* Task details
Nothing but the lines holding the string "Some" should appear in the answer. Copy them from the entries.

◇ ◇ ◇ ◇

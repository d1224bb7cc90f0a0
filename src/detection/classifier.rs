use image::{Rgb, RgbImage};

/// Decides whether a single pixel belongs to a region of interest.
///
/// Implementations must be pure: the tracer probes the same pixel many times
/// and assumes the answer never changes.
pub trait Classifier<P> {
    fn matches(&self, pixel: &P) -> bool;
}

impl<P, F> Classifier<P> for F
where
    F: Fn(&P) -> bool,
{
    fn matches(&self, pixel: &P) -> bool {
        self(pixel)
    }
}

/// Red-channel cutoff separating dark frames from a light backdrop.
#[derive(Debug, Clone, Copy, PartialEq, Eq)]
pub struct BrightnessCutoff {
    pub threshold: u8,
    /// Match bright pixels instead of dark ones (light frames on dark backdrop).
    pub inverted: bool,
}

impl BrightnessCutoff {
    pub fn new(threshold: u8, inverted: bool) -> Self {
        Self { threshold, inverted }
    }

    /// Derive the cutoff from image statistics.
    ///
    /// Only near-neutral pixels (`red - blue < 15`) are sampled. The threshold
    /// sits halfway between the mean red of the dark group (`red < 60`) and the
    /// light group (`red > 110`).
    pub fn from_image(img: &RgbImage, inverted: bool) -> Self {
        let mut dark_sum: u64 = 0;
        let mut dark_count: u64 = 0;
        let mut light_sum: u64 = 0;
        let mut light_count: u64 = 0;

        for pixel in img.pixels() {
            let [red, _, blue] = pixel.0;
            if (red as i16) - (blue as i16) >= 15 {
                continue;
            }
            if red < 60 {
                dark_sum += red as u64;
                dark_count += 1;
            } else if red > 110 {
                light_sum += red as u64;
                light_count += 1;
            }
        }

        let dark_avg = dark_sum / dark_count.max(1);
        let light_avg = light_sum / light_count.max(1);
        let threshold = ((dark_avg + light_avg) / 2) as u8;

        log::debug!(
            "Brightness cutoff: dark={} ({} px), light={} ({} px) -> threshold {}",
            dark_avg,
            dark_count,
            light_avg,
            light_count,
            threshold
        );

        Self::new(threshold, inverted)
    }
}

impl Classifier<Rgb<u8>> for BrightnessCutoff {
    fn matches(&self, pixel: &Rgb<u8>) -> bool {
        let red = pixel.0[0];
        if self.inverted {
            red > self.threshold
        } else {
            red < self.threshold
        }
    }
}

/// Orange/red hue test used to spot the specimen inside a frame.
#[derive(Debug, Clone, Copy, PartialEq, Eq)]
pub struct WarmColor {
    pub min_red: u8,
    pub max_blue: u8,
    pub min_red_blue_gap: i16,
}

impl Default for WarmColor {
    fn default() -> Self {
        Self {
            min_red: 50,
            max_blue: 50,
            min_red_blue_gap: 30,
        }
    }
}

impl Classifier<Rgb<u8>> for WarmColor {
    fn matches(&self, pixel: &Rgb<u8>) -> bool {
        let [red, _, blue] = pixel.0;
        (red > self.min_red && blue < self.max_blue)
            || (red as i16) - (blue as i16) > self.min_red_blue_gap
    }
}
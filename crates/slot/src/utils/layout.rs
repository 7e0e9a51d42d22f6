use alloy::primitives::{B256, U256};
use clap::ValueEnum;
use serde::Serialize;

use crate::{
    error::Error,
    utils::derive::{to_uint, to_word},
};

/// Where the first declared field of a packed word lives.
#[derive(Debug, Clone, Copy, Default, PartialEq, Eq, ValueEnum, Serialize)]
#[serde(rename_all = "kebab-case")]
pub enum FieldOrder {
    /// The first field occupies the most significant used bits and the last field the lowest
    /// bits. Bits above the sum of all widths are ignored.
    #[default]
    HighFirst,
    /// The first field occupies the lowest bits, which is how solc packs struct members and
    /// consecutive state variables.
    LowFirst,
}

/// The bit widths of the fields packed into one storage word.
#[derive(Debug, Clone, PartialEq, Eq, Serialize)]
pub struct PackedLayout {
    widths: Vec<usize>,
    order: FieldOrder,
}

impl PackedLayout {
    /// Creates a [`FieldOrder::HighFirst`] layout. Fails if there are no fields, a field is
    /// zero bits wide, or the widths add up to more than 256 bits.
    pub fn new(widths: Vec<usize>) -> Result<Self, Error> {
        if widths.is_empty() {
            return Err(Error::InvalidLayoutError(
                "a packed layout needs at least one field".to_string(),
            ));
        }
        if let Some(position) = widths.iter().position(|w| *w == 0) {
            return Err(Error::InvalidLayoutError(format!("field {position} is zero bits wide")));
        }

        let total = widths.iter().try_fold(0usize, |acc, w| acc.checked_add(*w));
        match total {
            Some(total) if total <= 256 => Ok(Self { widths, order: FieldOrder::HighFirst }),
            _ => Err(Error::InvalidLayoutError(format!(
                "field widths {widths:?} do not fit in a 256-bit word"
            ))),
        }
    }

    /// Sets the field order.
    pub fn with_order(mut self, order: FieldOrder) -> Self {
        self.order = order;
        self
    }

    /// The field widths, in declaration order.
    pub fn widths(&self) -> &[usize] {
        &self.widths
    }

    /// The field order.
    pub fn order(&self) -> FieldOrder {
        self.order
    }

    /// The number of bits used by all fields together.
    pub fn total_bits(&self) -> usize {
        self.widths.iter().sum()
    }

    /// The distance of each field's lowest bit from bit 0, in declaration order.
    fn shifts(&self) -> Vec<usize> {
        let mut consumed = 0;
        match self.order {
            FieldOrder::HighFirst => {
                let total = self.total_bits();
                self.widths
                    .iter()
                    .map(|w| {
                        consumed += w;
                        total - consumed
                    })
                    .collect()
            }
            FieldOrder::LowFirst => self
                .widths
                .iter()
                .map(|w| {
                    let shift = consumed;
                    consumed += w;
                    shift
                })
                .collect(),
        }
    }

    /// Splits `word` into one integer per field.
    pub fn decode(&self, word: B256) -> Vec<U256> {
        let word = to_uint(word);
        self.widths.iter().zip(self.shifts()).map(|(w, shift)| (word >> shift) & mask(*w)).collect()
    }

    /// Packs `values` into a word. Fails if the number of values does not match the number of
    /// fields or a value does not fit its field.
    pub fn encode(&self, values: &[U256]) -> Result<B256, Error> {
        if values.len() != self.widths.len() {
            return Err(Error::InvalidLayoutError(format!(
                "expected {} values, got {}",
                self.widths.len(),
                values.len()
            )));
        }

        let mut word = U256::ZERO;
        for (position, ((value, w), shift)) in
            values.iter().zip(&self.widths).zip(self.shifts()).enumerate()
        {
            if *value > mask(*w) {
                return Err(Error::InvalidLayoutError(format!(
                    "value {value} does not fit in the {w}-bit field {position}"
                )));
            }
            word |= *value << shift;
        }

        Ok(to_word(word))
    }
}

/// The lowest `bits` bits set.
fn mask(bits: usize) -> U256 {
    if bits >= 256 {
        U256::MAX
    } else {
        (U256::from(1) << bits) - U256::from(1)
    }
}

◇ ◇ ◇ ◇

* Completed task
        if let Some(position) = widths.iter().position(|w| *w == 0) {
            Some(total) if total <= 256 => Ok(Self { widths, order: FieldOrder::HighFirst }),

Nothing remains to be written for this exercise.